Non credi che dietro la mancanza di misure e di piani mirati ci sia una scarsa conoscenza del mondo dello sport?
«Sicuramente, quello che non capiscono è che il nostro settore è continuità. Quando preparo una scheda d’allenamento o fisso un piano e un obiettivo con il cliente fisso qualcosa che avviene nel medio-lungo termine. Il fitness e la palestra sono continuità, sono benessere fisico e psicologico ma questa continuità non può essere garantita se mancano protocolli condivisi e se ogni due o tre settimane c’è il rischio di chiudere».

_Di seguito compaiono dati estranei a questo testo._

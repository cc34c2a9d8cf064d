//! Back office (staff only, JSON)
//!
//! Mounted under `/api/admin` inside the staff router, so every handler here
//! can assume an authenticated staff [`CurrentUser`](crate::auth::CurrentUser).

mod catalog;
mod inventory;
mod orders;
mod production;

use axum::extract::State;
use axum::{Json, Router};
use axum::routing::get;
use shared::models::AdminCounters;

use super::ApiResult;
use crate::db::dashboard;
use crate::state::AppState;
use crate::util::today;

pub fn router() -> Router<AppState> {
    Router::new()
        .route("/api/admin/counters", get(counters))
        // Catalogue
        .route(
            "/api/admin/dishes",
            get(catalog::list_dishes).post(catalog::create_dish),
        )
        .route(
            "/api/admin/dishes/{id}",
            get(catalog::get_dish)
                .put(catalog::update_dish)
                .delete(catalog::delete_dish),
        )
        .route(
            "/api/admin/availability",
            get(catalog::list_availability).post(catalog::create_availability),
        )
        .route(
            "/api/admin/availability/{id}",
            get(catalog::get_availability)
                .put(catalog::update_availability)
                .delete(catalog::delete_availability),
        )
        .route(
            "/api/admin/companies",
            get(catalog::list_companies).post(catalog::create_company),
        )
        .route(
            "/api/admin/companies/{id}",
            get(catalog::get_company)
                .put(catalog::update_company)
                .delete(catalog::delete_company),
        )
        // Orders
        .route("/api/admin/cart-items", get(orders::list_cart_items))
        .route(
            "/api/admin/cart-items/{id}",
            get(orders::get_cart_item).put(orders::update_cart_item),
        )
        .route("/api/admin/receipts", get(orders::list_receipts))
        .route("/api/admin/receipts/{id}", get(orders::get_receipt))
        .route("/api/admin/order-history", get(orders::list_history))
        .route("/api/admin/order-history/pivot", get(orders::export_pivot))
        .route("/api/admin/order-history/shipping", get(orders::export_shipping))
        // Production
        .route(
            "/api/admin/production",
            get(production::list).post(production::create),
        )
        .route("/api/admin/production/export", get(production::export))
        .route("/api/admin/production/dashboard", get(production::dashboard))
        .route(
            "/api/admin/production/{id}",
            get(production::get)
                .put(production::update)
                .delete(production::remove),
        )
        // Inventory
        .route(
            "/api/admin/inventory",
            get(inventory::list_lots).post(inventory::create_lot),
        )
        .route(
            "/api/admin/inventory/{id}",
            get(inventory::get_lot)
                .put(inventory::update_lot)
                .delete(inventory::delete_lot),
        )
        .route(
            "/api/admin/movements",
            get(inventory::list_movements).post(inventory::record_movement),
        )
        .route("/api/admin/movements/{id}", get(inventory::get_movement))
}

/// GET /api/admin/counters
async fn counters(State(state): State<AppState>) -> ApiResult<AdminCounters> {
    Ok(Json(dashboard::admin_counters(&state.pool, today()).await?))
}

Quale potrebbe essere la soluzione?
«Noi vogliamo solo poter continuare a lavorare rispettando le regole, salute e lavoro possono convivere e siamo assolutamente in grado di farle rispettare, adeguandoci alle linee guida dell’ultimo Dpcm, quello dello scorso 24 ottobre. Allo stesso tempo dobbiamo garantire la sopravvivenza delle nostre attività, e per questo servono subito azioni concrete. Ribadisco che il nostre settore rischia di essere l’ultimo ad aprire se pensiamo che la Sardegna, fino a qualche settimana fa zona bianca, non aveva comunque deciso di riaprire le strutture. Molte palestre non riapriranno e già oggi vedo molte strutture che stanno vendendo i loro attrezzi. E’ qualcosa che deve far riflettere».

 

Un piano serio che però necessiterebbe un’adeguata conoscenza del settore e soprattutto delle difficoltà patite in questi mesi. Una soluzione che potrebbe per esempio passare dalla rinegoziazione dei canoni di affitto, oltre alla sospensione dei mutui e finanziamenti in essere. Tra queste l’istituzione di un Bonus Riapertura per sostenere le attività in vista della ripresa, attività ferme da tanto, troppo tempo. E poi indennizzi parametrati alle effettive perdite di fatturato come avviene in altri settori. Bisogna fare presto, la palestra è vita e salute e vivere così non se ne può davvero più.